Data records:
---------------

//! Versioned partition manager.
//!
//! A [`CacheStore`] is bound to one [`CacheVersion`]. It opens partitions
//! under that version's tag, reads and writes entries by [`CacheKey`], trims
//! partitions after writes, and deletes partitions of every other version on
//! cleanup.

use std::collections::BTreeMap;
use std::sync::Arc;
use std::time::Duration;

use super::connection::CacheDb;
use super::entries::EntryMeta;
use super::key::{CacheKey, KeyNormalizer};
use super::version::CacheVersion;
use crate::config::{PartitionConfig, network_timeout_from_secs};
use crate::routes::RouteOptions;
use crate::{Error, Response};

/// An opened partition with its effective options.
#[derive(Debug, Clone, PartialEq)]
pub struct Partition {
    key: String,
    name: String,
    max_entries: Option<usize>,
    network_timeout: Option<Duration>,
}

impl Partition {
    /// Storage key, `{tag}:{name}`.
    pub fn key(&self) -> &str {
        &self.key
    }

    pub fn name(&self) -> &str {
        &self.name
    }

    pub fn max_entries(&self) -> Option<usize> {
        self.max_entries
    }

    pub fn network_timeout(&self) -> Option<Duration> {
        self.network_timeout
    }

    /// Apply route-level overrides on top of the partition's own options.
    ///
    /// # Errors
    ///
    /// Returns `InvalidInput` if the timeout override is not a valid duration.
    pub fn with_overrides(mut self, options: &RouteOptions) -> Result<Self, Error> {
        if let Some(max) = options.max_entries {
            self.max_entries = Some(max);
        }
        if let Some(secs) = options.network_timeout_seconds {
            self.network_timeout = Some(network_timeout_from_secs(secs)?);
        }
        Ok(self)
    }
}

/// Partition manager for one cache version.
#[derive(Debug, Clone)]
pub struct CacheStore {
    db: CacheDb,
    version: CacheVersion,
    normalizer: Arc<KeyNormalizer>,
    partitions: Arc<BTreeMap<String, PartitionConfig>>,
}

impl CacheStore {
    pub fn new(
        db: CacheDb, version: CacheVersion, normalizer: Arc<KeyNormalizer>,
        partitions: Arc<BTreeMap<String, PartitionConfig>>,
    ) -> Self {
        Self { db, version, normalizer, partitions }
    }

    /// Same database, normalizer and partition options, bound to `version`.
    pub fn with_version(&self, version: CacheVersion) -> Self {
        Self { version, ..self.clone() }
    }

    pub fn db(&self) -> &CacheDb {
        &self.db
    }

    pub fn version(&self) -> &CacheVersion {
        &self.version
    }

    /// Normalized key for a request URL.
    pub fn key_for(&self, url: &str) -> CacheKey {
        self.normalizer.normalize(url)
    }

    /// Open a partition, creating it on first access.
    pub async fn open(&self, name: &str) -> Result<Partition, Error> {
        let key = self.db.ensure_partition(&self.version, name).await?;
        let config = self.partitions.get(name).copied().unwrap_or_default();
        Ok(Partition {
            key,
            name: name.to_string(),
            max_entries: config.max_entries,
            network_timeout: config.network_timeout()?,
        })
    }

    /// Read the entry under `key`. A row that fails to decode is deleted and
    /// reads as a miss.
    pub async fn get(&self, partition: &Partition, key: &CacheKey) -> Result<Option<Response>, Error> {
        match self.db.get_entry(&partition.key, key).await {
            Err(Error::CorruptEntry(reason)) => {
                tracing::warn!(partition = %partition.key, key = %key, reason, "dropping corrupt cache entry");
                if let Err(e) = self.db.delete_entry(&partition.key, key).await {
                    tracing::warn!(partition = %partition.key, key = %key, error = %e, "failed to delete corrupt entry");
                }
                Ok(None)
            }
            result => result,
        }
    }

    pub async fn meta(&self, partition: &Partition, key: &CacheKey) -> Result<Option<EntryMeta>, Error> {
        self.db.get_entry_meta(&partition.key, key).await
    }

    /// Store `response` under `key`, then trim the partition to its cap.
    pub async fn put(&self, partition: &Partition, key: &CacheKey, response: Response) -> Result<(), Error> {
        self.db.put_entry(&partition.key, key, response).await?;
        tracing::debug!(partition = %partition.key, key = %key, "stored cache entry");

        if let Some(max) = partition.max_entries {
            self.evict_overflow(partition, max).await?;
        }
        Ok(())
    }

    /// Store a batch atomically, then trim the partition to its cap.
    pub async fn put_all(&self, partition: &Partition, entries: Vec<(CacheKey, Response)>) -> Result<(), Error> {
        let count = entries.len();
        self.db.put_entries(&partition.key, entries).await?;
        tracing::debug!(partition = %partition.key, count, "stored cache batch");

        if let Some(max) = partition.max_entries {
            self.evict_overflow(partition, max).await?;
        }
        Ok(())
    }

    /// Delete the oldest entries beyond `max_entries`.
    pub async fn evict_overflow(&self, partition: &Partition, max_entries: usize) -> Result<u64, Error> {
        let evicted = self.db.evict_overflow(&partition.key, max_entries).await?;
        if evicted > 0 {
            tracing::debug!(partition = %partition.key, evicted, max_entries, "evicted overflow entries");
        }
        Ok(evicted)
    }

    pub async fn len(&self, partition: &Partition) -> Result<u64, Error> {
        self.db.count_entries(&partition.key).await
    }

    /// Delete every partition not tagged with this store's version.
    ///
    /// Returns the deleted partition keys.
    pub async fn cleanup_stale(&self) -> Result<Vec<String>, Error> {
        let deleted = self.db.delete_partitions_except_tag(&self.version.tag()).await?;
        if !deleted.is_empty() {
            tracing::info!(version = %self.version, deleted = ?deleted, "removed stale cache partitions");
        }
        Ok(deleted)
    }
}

---------------

What is expected:
Only a number is expected here: the count of lines in the listing that hold the string "warn".

Output of the task:
2